# 2010 Mega cab/long bed



## William B. (Jul 22, 2004)

Spy pics posted on pickuptrucks.com










http://news.pickuptrucks.com/2008/11/spied-2010-dodg.html


----------



## Nascar24 (Feb 11, 2006)

Hi

If they build it it will be one long truck!

I was told by a Dodge Truck rep that the Mega Cab was going away after 2009, Dodge was going to use the 09 1500 true Crew Cab , cab for all future full sized four door trucks and they were going to offer a 8' bed option. He went on to say that Dodge did not see the interest that they had hoped for with the Mega Cab and with the New 1500 type Crew- Cab , cab they would be competing with Ford and Chevy for comparable sized 4 door cabs.

This all could become a moot issue if Chrysler collapses or merges with any other domestic car manufacturer, If I were any of the big three I wouldn't't be developing any new vehicles, just make necessary changes to meet Federal safety and emission standards


----------



## Joe Snow (Oct 6, 2008)

All the TV commercials talk about the '09 1500. Are they going to have a different truck or styling for their 2500's and heavier trucks?


----------



## NBI Lawn (Oct 15, 2007)

the mega cab is just too big of a cab.

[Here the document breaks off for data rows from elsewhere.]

//! 数据包编解码
//!
//! 帧布局（全部为大端序）：
//!
//! | 偏移 | 长度 | 字段       |
//! |------|------|------------|
//! | 0    | 4    | 魔数       |
//! | 4    | 4    | 消息类型   |
//! | 8    | 4    | 负载长度   |
//! | 12   | 4    | 负载 CRC-32 |
//! | 16   | n    | 负载       |

use crate::constants::{HEADER_SIZE, MAX_PAYLOAD_SIZE, PROTOCOL_MAGIC};
use crate::error::{DecodeError, FrameError, ProtocolError};
use crate::message::Message;

/// 负载校验和
pub fn checksum(payload: &[u8]) -> u32 {
    crc32fast::hash(payload)
}

/// 帧头
#[derive(Debug, Clone, Copy, PartialEq, Eq)]
pub struct PacketHeader {
    pub magic: u32,
    pub type_id: u32,
    pub payload_length: u32,
    pub checksum: u32,
}

impl PacketHeader {
    /// 从字节解析帧头，不足 [`HEADER_SIZE`] 字节时返回 `None`
    pub fn parse(bytes: &[u8]) -> Option<Self> {
        let header = bytes.get(..HEADER_SIZE)?;
        let field = |i: usize| {
            u32::from_be_bytes([header[i], header[i + 1], header[i + 2], header[i + 3]])
        };
        Some(Self {
            magic: field(0),
            type_id: field(4),
            payload_length: field(8),
            checksum: field(12),
        })
    }

    /// 检查魔数和长度上限，只需要帧头即可判断
    pub fn validate(&self) -> Result<(), FrameError> {
        if self.magic != PROTOCOL_MAGIC {
            return Err(FrameError::BadMagic {
                expected: PROTOCOL_MAGIC,
                actual: self.magic,
            });
        }
        if self.payload_length as usize > MAX_PAYLOAD_SIZE {
            return Err(FrameError::PayloadTooLarge {
                size: self.payload_length as usize,
                max: MAX_PAYLOAD_SIZE,
            });
        }
        Ok(())
    }

    /// 整帧长度
    pub fn frame_len(&self) -> usize {
        HEADER_SIZE + self.payload_length as usize
    }

    pub fn to_bytes(&self) -> [u8; HEADER_SIZE] {
        let mut bytes = [0u8; HEADER_SIZE];
        bytes[0..4].copy_from_slice(&self.magic.to_be_bytes());
        bytes[4..8].copy_from_slice(&self.type_id.to_be_bytes());
        bytes[8..12].copy_from_slice(&self.payload_length.to_be_bytes());
        bytes[12..16].copy_from_slice(&self.checksum.to_be_bytes());
        bytes
    }
}

/// 数据包
#[derive(Debug, Clone, PartialEq, Eq)]
pub struct Packet {
    pub header: PacketHeader,
    pub payload: Vec<u8>,
}

impl Packet {
    /// 编码消息
    pub fn create(message: &Message) -> Result<Self, ProtocolError> {
        let payload = message.encode_payload()?;
        if payload.len() > MAX_PAYLOAD_SIZE {
            return Err(FrameError::PayloadTooLarge {
                size: payload.len(),
                max: MAX_PAYLOAD_SIZE,
            }
            .into());
        }

        Ok(Self {
            header: PacketHeader {
                magic: PROTOCOL_MAGIC,
                type_id: message.type_id(),
                payload_length: payload.len() as u32,
                checksum: checksum(&payload),
            },
            payload,
        })
    }

    /// 从完整的帧解析，校验魔数、长度与校验和
    pub fn parse(frame: &[u8]) -> Result<Option<Self>, FrameError> {
        let Some(header) = PacketHeader::parse(frame) else {
            return Ok(None);
        };
        header.validate()?;

        let Some(payload) = frame.get(HEADER_SIZE..header.frame_len()) else {
            return Ok(None);
        };
        let actual = checksum(payload);
        if actual != header.checksum {
            return Err(FrameError::ChecksumMismatch {
                expected: header.checksum,
                actual,
            });
        }

        Ok(Some(Self {
            header,
            payload: payload.to_vec(),
        }))
    }

    pub fn to_bytes(&self) -> Vec<u8> {
        let mut bytes = Vec::with_capacity(HEADER_SIZE + self.payload.len());
        bytes.extend_from_slice(&self.header.to_bytes());
        bytes.extend_from_slice(&self.payload);
        bytes
    }

    /// 解码为消息
    pub fn into_message(self) -> Result<Message, DecodeError> {
        Message::decode_payload(self.header.type_id, &self.payload)
    }
}

/// 直接把消息编码为帧字节
pub fn encode_message(message: &Message) -> Result<Vec<u8>, ProtocolError> {
    Ok(Packet::create(message)?.to_bytes())
}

I dont know of anyone who really needs that much leg room


----------



## William B. (Jul 22, 2004)

The interior is suppose to be upgraded.










http://news.pickuptrucks.com/2008/09/spied-interior.html#more


----------



## Newdude (Dec 4, 2006)

Nascar24;631755 said:


> Hi
> 
> If they build it it will be one long truck!
> 
> ...


Yep....mega cab is dead, the truck in the pic is a crew cab obviously set up to trick people.


----------



## Sweetpete (Jul 11, 2005)

Yeah, that's no mega-cab. That's a quad cab with some kind of goofy extension on the back.


----------



## tuna (Nov 2, 2002)

It`s not a Quad cab it`s a crew cab with a short bed and some kind of filler box behind the cab to throw you off.


----------



## turftamers (Sep 11, 2008)

Joe Snow;631792 said:


> All the TV commercials talk about the '09 1500. Are they going to have a different truck or styling for their 2500's and heavier trucks?

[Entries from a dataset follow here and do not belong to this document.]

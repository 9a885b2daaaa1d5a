//! 游戏命令
//!
//! 命令既用于修改对局，也原样复制给远端。线上格式为
//! `[命令类型: u32 大端][bincode 命令体]`，命令类型与消息类型 ID 相互独立。

use serde::{Deserialize, Serialize};

use crate::board::{ChunkId, Position, Rotation};
use crate::error::{CommandError, DecodeError};
use crate::game::{Game, GameRole};
use crate::state::GameStateType;

/// 命令类型（稳定的整数编号）
#[derive(Debug, Clone, Copy, PartialEq, Eq, Hash, Serialize, Deserialize)]
#[repr(u32)]
pub enum CommandType {
    MasterTurnStarted = 0,
    PlaceTileDrawn = 1,
    PlaceMeeple = 2,
    SkipMeeplePlacement = 3,
}

impl CommandType {
    pub const ALL: [CommandType; 4] = [
        CommandType::MasterTurnStarted,
        CommandType::PlaceTileDrawn,
        CommandType::PlaceMeeple,
        CommandType::SkipMeeplePlacement,
    ];

    pub fn value(self) -> u32 {
        self as u32
    }

    pub fn from_value(value: u32) -> Option<Self> {
        Self::ALL.into_iter().find(|t| t.value() == value)
    }

    /// 命令唯一合法的阶段（由状态机的允许列表决定）
    pub fn required_state(self) -> GameStateType {
        GameStateType::ALL
            .into_iter()
            .find(|state| state.allows(self))
            .unwrap_or(GameStateType::GameOver)
    }
}

/// 可执行的命令
///
/// 阶段与回合归属由 [`CommandExecutor`](crate::CommandExecutor) 检查，
/// 这里只负责命令自身的合法性和效果。
pub trait Executable {
    fn command_type(&self) -> CommandType;

    /// 检查命令能否执行，不修改对局
    fn can_be_executed(&self, game: &Game) -> Result<(), CommandError>;

    /// 执行命令
    fn execute(&self, game: &mut Game) -> Result<(), CommandError>;
}

/// 主端公布本回合抽到的板块（只在从端执行）
#[derive(Debug, Clone, Copy, PartialEq, Eq, Serialize, Deserialize)]
pub struct MasterTurnStarted {
    /// 板块在配置表中的索引，而不是它在牌堆中的位置
    pub tile_index: u32,
}

impl Executable for MasterTurnStarted {
    fn command_type(&self) -> CommandType {
        CommandType::MasterTurnStarted
    }

    fn can_be_executed(&self, game: &Game) -> Result<(), CommandError> {
        let len = game.config().tiles.len();
        if self.tile_index as usize >= len {
            return Err(CommandError::TileIndexOutOfRange {
                index: self.tile_index,
                len,
            });
        }
        if game.role() != GameRole::Slave {
            return Err(CommandError::WrongRole {
                command: self.command_type(),
                role: game.role(),
            });
        }
        Ok(())
    }

    fn execute(&self, game: &mut Game) -> Result<(), CommandError> {
        let len = game.config().tiles.len();
        let tile = game
            .config()
            .create_tile(self.tile_index)
            .ok_or(CommandError::TileIndexOutOfRange {
                index: self.tile_index,
                len,
            })?;
        game.receive_replicated_tile(tile);
        game.begin_turn()?;
        Ok(())
    }
}

/// 放置本回合抽到的板块
#[derive(Debug, Clone, Copy, PartialEq, Eq, Serialize, Deserialize)]
pub struct PlaceTileDrawn {
    pub position: Position,
    pub rotation: Rotation,
}

impl Executable for PlaceTileDrawn {
    fn command_type(&self) -> CommandType {
        CommandType::PlaceTileDrawn
    }

    fn can_be_executed(&self, game: &Game) -> Result<(), CommandError> {
        let tile = game.turn().tile_drawn.ok_or(CommandError::NoTileDrawn)?;
        if !game.board().can_place(&tile, self.position, self.rotation) {
            return Err(CommandError::IllegalPlacement {
                position: self.position,
                rotation: self.rotation,
            });
        }
        Ok(())
    }

    fn execute(&self, game: &mut Game) -> Result<(), CommandError> {
        game.place_drawn_tile(self.position, self.rotation)
    }
}

/// 在刚放置的板块上放米宝
#[derive(Debug, Clone, Copy, PartialEq, Eq, Serialize, Deserialize)]
pub struct PlaceMeeple {
    pub chunk: ChunkId,
}

impl Executable for PlaceMeeple {
    fn command_type(&self) -> CommandType {
        CommandType::PlaceMeeple
    }

    fn can_be_executed(&self, game: &Game) -> Result<(), CommandError> {
        let position = game.turn().placed_at.ok_or(CommandError::NoTileDrawn)?;
        let player = game
            .turn_executor()
            .map(|p| p.id)
            .ok_or(CommandError::NoTileDrawn)?;
        game.check_meeple_placement(player, position, self.chunk)
    }

    fn execute(&self, game: &mut Game) -> Result<(), CommandError> {
        game.place_meeple(self.chunk)
    }
}

/// 跳过米宝放置
#[derive(Debug, Clone, Copy, Default, PartialEq, Eq, Serialize, Deserialize)]
pub struct SkipMeeplePlacement;

impl Executable for SkipMeeplePlacement {
    fn command_type(&self) -> CommandType {
        CommandType::SkipMeeplePlacement
    }

    fn can_be_executed(&self, _game: &Game) -> Result<(), CommandError> {
        Ok(())
    }

    fn execute(&self, game: &mut Game) -> Result<(), CommandError> {
        game.skip_meeple()
    }
}

/// 所有命令
#[derive(Debug, Clone, Copy, PartialEq, Eq)]
pub enum Command {
    MasterTurnStarted(MasterTurnStarted),
    PlaceTileDrawn(PlaceTileDrawn),
    PlaceMeeple(PlaceMeeple),
    SkipMeeplePlacement(SkipMeeplePlacement),
}

impl Command {
    /// 命令类型字段的长度
    pub const TYPE_SIZE: usize = 4;

    pub fn master_turn_started(tile_index: u32) -> Self {
        Command::MasterTurnStarted(MasterTurnStarted { tile_index })
    }

    pub fn place_tile(position: Position, rotation: Rotation) -> Self {
        Command::PlaceTileDrawn(PlaceTileDrawn { position, rotation })
    }

    pub fn place_meeple(chunk: ChunkId) -> Self {
        Command::PlaceMeeple(PlaceMeeple { chunk })
    }

    pub fn skip_meeple() -> Self {
        Command::SkipMeeplePlacement(SkipMeeplePlacement)
    }

    fn inner(&self) -> &dyn Executable {
        match self {
            Command::MasterTurnStarted(c) => c,
            Command::PlaceTileDrawn(c) => c,
            Command::PlaceMeeple(c) => c,
            Command::SkipMeeplePlacement(c) => c,
        }
    }

    pub fn required_state(&self) -> GameStateType {
        self.command_type().required_state()
    }

    /// 编码为 `[类型][命令体]`
    pub fn encode(&self) -> Result<Vec<u8>, bincode::Error> {
        let mut bytes = self.command_type().value().to_be_bytes().to_vec();
        match self {
            Command::MasterTurnStarted(c) => bincode::serialize_into(&mut bytes, c)?,
            Command::PlaceTileDrawn(c) => bincode::serialize_into(&mut bytes, c)?,
            Command::PlaceMeeple(c) => bincode::serialize_into(&mut bytes, c)?,
            Command::SkipMeeplePlacement(c) => bincode::serialize_into(&mut bytes, c)?,
        }
        Ok(bytes)
    }

    /// 从 `[类型][命令体]` 解码
    pub fn decode(bytes: &[u8]) -> Result<Self, DecodeError> {
        if bytes.len() < Self::TYPE_SIZE {
            return Err(DecodeError::Truncated {
                needed: Self::TYPE_SIZE,
                actual: bytes.len(),
            });
        }

        let (type_bytes, body) = bytes.split_at(Self::TYPE_SIZE);
        let value = u32::from_be_bytes([type_bytes[0], type_bytes[1], type_bytes[2], type_bytes[3]]);
        let command_type =
            CommandType::from_value(value).ok_or(DecodeError::UnknownCommandType(value))?;

        let command = match command_type {
            CommandType::MasterTurnStarted => {
                Command::MasterTurnStarted(bincode::deserialize(body)?)
            }
            CommandType::PlaceTileDrawn => Command::PlaceTileDrawn(bincode::deserialize(body)?),
            CommandType::PlaceMeeple => Command::PlaceMeeple(bincode::deserialize(body)?),
            CommandType::SkipMeeplePlacement => {
                Command::SkipMeeplePlacement(bincode::deserialize(body)?)
            }
        };
        Ok(command)
    }
}

impl Executable for Command {
    fn command_type(&self) -> CommandType {
        self.inner().command_type()
    }

    fn can_be_executed(&self, game: &Game) -> Result<(), CommandError> {
        self.inner().can_be_executed(game)
    }

    fn execute(&self, game: &mut Game) -> Result<(), CommandError> {
        self.inner().execute(game)
    }
}

#[cfg(test)]
mod tests {
    use super::*;
    use crate::config::GameConfig;
    use std::sync::Arc;

    #[test]
    fn test_command_type_round_trip() {
        for command_type in CommandType::ALL {
            assert_eq!(
                CommandType::from_value(command_type.value()),
                Some(command_type)
            );
        }
        assert_eq!(CommandType::from_value(CommandType::ALL.len() as u32), None);
    }

    #[test]
    fn test_command_type_values_are_unique() {
        let mut values: Vec<u32> = CommandType::ALL.iter().map(|t| t.value()).collect();
        values.sort_unstable();
        values.dedup();
        assert_eq!(values.len(), CommandType::ALL.len());
    }

    #[test]
    fn test_command_encoding_starts_with_type() {
        let command = Command::place_tile(Position::new(1, -2), Rotation::R270);
        let bytes = command.encode().unwrap();
        assert_eq!(&bytes[..4], &1u32.to_be_bytes());
        assert_eq!(Command::decode(&bytes).unwrap(), command);

        let skip = Command::skip_meeple().encode().unwrap();
        assert_eq!(skip, 3u32.to_be_bytes().to_vec());
        assert_eq!(Command::decode(&skip).unwrap(), Command::skip_meeple());
    }

    #[test]
    fn test_decode_unknown_command_type() {
        let bytes = 42u32.to_be_bytes();
        assert!(matches!(
            Command::decode(&bytes),
            Err(DecodeError::UnknownCommandType(42))
        ));
        assert!(matches!(
            Command::decode(&[0, 0]),
            Err(DecodeError::Truncated { needed: 4, actual: 2 })
        ));
    }

    #[test]
    fn test_master_turn_started_is_slave_only() {
        let master = Game::new(Arc::new(GameConfig::standard()), GameRole::Master, ());
        let command = Command::master_turn_started(1);
        assert_eq!(
            command.can_be_executed(&master),
            Err(CommandError::WrongRole {
                command: CommandType::MasterTurnStarted,
                role: GameRole::Master,
            })
        );
    }

    #[test]
    fn test_master_turn_started_checks_index_first() {
        let master = Game::new(Arc::new(GameConfig::standard()), GameRole::Master, ());
        let len = master.config().tiles.len();
        let err = Command::master_turn_started(len as u32)
            .can_be_executed(&master)
            .unwrap_err();
        assert_eq!(
            err,
            CommandError::TileIndexOutOfRange {
                index: len as u32,
                len
            }
        );
        assert!(err.is_fatal());
    }
}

Nope the 09 2500 and up is the same! let me tell you the 09 1500's interior is sweet! Drove one and it is awsome! I want! I think in 2010 they are going to change up the 2500's and 3500's I will be upgrading!


----------



## TPC Services (Dec 15, 2005)

DO,nt like them at all the front will look to mujch like the Found on road dead truck the dodge 1500 all ready do!! ANd the inside will be done inside for the office dewebb not a contractor I watch a show that talk to the head designer of the 1500 and 2500 and he said the inside 2500 will look a lot like the inside of 1500 to much bling for no reason

*JMO*

There is two very large issues that they need to address that I do not see they are going to do

1, *inside* they need better and more gauges it would be nice to see a trans temp and a turbo boots gauge like ford had!!

2, *outside* To compete with ford they need to beiff up the GVW for the front axel you cant warrrenty wise put a v plow on a CTD C.C. because they are only rated at 5600lbs fords new 08's have 7 or 8 i believe All I now is they do' nt say no when you ask them !!!

*Issues*

and if they go to the stupid coil over 5 link that the 1500 I really do see you putting a v plow that on at all!!! that front GVW will be so low it would be funny!!

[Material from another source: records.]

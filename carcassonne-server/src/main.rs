use std::path::PathBuf;

use anyhow::Result;
use tracing::info;
use tracing_subscriber::{layer::SubscriberExt, util::SubscriberInitExt};

use carcassonne_server::{Server, ServerConfig};

#[tokio::main]
async fn main() -> Result<()> {
    // 初始化日志
    tracing_subscriber::registry()
        .with(tracing_subscriber::fmt::layer())
        .with(tracing_subscriber::EnvFilter::from_default_env()
            .add_directive("carcassonne_server=debug".parse()?))
        .init();

    info!("卡卡颂服务端启动中...");

    // 第一个参数为可选的配置文件路径
    let config_path = std::env::args().nth(1).map(PathBuf::from);
    let config = ServerConfig::load(config_path.as_deref());

    let server = Server::bind(config).await?;
    server.run().await
}
impl MatchRoom {
    fn new(game_match: Match, connections: &Senders) -> Self {
        let senders = game_match
            .members()
            .filter_map(|id| connections.get(&id).map(|tx| (id, tx.clone())))
            .collect();
        Self {
            game_match,
            senders,
        }
    }

    /// 是否应当销毁
    pub fn is_done(&self) -> bool {
        self.game_match.is_finished() || self.game_match.is_abandoned()
    }
}

/// 带独立锁的对局房间
pub type SharedRoom = Arc<StdMutex<MatchRoom>>;

/// 锁定对局房间
///
/// 命令执行不会在持锁时 panic，锁中毒时沿用其中的状态。
pub fn lock_room(room: &SharedRoom) -> MutexGuard<'_, MatchRoom> {
    room.lock().unwrap_or_else(PoisonError::into_inner)
}

/// 服务器状态
pub struct ServerState {
    pub config: ServerConfig,
    pub game_config: Arc<GameConfig>,
    pub sessions: SessionManager,
    pub matchmaking: Matchmaking,
    pub matches: HashMap<MatchId, SharedRoom>,
    pub archive: Option<ResultArchive>,
    pub connections: Senders,
    next_match_id: MatchId,
}

impl ServerState {
    pub fn new(config: ServerConfig) -> anyhow::Result<Self> {
        let game_config = Arc::new(config.load_game_config()?);

        let archive = if config.archive_results {
            let archive = match &config.results_dir {
                Some(dir) => ResultArchive::with_dir(dir.clone())?,
                None => ResultArchive::new()?,
            };
            info!("终局存档目录: {:?}", archive.results_directory());
            Some(archive)
        } else {
            None
        };

        Ok(Self {
            matchmaking: Matchmaking::new(config.players_per_match),
            config,
            game_config,
            sessions: SessionManager::new(),
            matches: HashMap::new(),
            archive,
            connections: HashMap::new(),
            next_match_id: 1,
        })
    }

    /// 发送消息给用户
    pub fn send_to_user(&self, user_id: UserId, msg: Message) {
        send_to(&self.connections, user_id, msg);
    }

    /// 用户所在的对局房间
    pub fn room_of(&self, user_id: UserId) -> Option<(MatchId, SharedRoom)> {
        let match_id = self.sessions.match_of(user_id)?;
        let room = self.matches.get(&match_id)?;
        Some((match_id, room.clone()))
    }

    fn generate_match_id(&mut self) -> MatchId {
        let id = self.next_match_id;
        self.next_match_id += 1;
        id
    }
}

if they make these things look like the 1500 I'm sorry been a die hard Cummins for guy 10 years but i'll go to chevy

*again JMO so now you ca bash*


----------



## Diesel Sniffer (Sep 21, 2007)

Littleo92, I'm not going to bash you. I happen to agree with you on your points that you make, and I too am a Cummins fan. It just so happens that I am becoming less and less of a Dodge fan. It will be interesting to see what Dodge does to turn their company around with their designs, quality and technology. If they don't do it soon I think they'll be out of business first as all of the 3 start to sink.


----------